EXERCISE
Where a line below holds the string "tfscout", that line goes into the answer.

RECORDS FOR THIS EXERCISE
----------------------------------------
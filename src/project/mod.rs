//! Terraform project detection and caching.
//!
//! A *project* is a root module directory. [`ProjectDetector`] maps file
//! paths to project roots and memoizes a [`ProjectDescriptor`] per root until
//! the next [`ProjectDetector::refresh_all`].
//!
//! # Example
//!
//! ```rust,no_run
//! use tfscout::project::ProjectDetector;
//! use tfscout::Config;
//! use std::path::Path;
//!
//! fn main() -> tfscout::Result<()> {
//!     let detector = ProjectDetector::new(&Config::default());
//!     let project = detector.detect(Path::new("/work/infra/live/prod/main.tf"))?;
//!     println!("{} ({:?})", project.name, project.backend);
//!     Ok(())
//! }
//! ```

mod cache;
mod descriptor;
mod root;

pub use cache::ProjectCache;
pub use descriptor::{build_descriptor, MODULES_MANIFEST, STATE_FILE};
pub use root::{is_root_module, resolve_project_root, ROOT_INDICATORS};

use crate::config::{Config, ProjectOptions};
use crate::error::Result;
use crate::types::{tf_files_in, ProjectDescriptor};
use indexmap::IndexSet;
use rayon::prelude::*;
use std::path::{Path, PathBuf};
use std::sync::Arc;
use walkdir::WalkDir;

/// Resolves files to Terraform projects and owns the project cache.
///
/// Safe to share across threads (wrap it in an `Arc`).
#[derive(Debug)]
pub struct ProjectDetector {
    options: ProjectOptions,
    cache: ProjectCache,
}

impl ProjectDetector {
    /// Create a detector with an empty cache.
    #[must_use]
    pub fn new(config: &Config) -> Self {
        Self {
            options: config.project.clone(),
            cache: ProjectCache::new(),
        }
    }

    /// The project options this detector was built with.
    #[must_use]
    pub fn options(&self) -> &ProjectOptions {
        &self.options
    }

    /// Root module directory for `path`. See [`resolve_project_root`].
    ///
    /// # Errors
    ///
    /// Returns `InvalidPath` for relative paths.
    pub fn resolve_project_root(&self, path: &Path) -> Result<PathBuf> {
        resolve_project_root(path, &self.options)
    }

    /// Cached descriptor for `root`, built on first use.
    ///
    /// # Errors
    ///
    /// Returns `DirectoryNotFound` if `root` is not a directory.
    pub fn get_or_create_project(&self, root: &Path) -> Result<Arc<ProjectDescriptor>> {
        self.cache
            .get_or_try_insert_with(root, || build_descriptor(root))
    }

    /// Project containing `path`: a cached project whose root prefixes the
    /// path, else the project at the resolved root.
    ///
    /// # Errors
    ///
    /// Returns `InvalidPath` for relative paths and `DirectoryNotFound` when
    /// the resolved root does not exist.
    pub fn detect(&self, path: &Path) -> Result<Arc<ProjectDescriptor>> {
        if let Some(project) = self.cache.find_containing(path, self.options.path_matching) {
            tracing::trace!(path = %path.display(), root = %project.root_path.display(), "Project cache hit");
            return Ok(project);
        }
        let root = self.resolve_project_root(path)?;
        self.get_or_create_project(&root)
    }

    /// Clear the cache and rediscover every root module under `folders`.
    ///
    /// Directories named in `ignore_directory_names` are not descended into
    /// and symlinks are not followed. A root reached from several folders is
    /// built once. Returns the discovered projects in walk order.
    pub fn refresh_all<P: AsRef<Path>>(&self, folders: &[P]) -> Vec<Arc<ProjectDescriptor>> {
        let roots: Vec<PathBuf> = folders
            .iter()
            .flat_map(|folder| self.discover_roots(folder.as_ref()))
            .collect::<IndexSet<_>>()
            .into_iter()
            .collect();

        let descriptors: Vec<Arc<ProjectDescriptor>> = roots
            .par_iter()
            .filter_map(|root| match build_descriptor(root) {
                Ok(descriptor) => Some(Arc::new(descriptor)),
                Err(e) => {
                    tracing::warn!(root = %root.display(), error = %e, "Failed to build project");
                    None
                }
            })
            .collect();

        self.cache.replace_all(descriptors.iter().cloned());
        tracing::info!(
            folders = folders.len(),
            projects = descriptors.len(),
            "Refreshed projects"
        );
        descriptors
    }

    /// All cached projects in insertion order.
    #[must_use]
    pub fn projects(&self) -> Vec<Arc<ProjectDescriptor>> {
        self.cache.values()
    }

    /// Drop every cached project.
    pub fn dispose(&self) {
        self.cache.clear();
    }

    /// Directories under `folder` that contain `*.tf` files and are root modules.
    fn discover_roots(&self, folder: &Path) -> Vec<PathBuf> {
        if !folder.is_dir() {
            tracing::warn!(folder = %folder.display(), "Skipping missing folder");
            return Vec::new();
        }

        let ignored = &self.options.ignore_directory_names;
        WalkDir::new(folder)
            .sort_by_file_name()
            .into_iter()
            .filter_entry(|entry| {
                let prune = entry.depth() > 0
                    && entry.file_type().is_dir()
                    && entry
                        .file_name()
                        .to_str()
                        .is_some_and(|name| ignored.iter().any(|i| i == name));
                if prune {
                    tracing::debug!(path = %entry.path().display(), "Skipping ignored directory");
                }
                !prune
            })
            .filter_map(|entry| match entry {
                Ok(entry) => Some(entry),
                Err(e) => {
                    tracing::warn!(error = %e, "Failed to read directory entry");
                    None
                }
            })
            .filter(|entry| entry.file_type().is_dir())
            .map(walkdir::DirEntry::into_path)
            .filter(|dir| !tf_files_in(dir).is_empty() && is_root_module(dir))
            .collect()
    }
}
----------------------------------------
WRITTEN ANSWER
//! use tfscout::project::ProjectDetector;
//! use tfscout::Config;
//! fn main() -> tfscout::Result<()> {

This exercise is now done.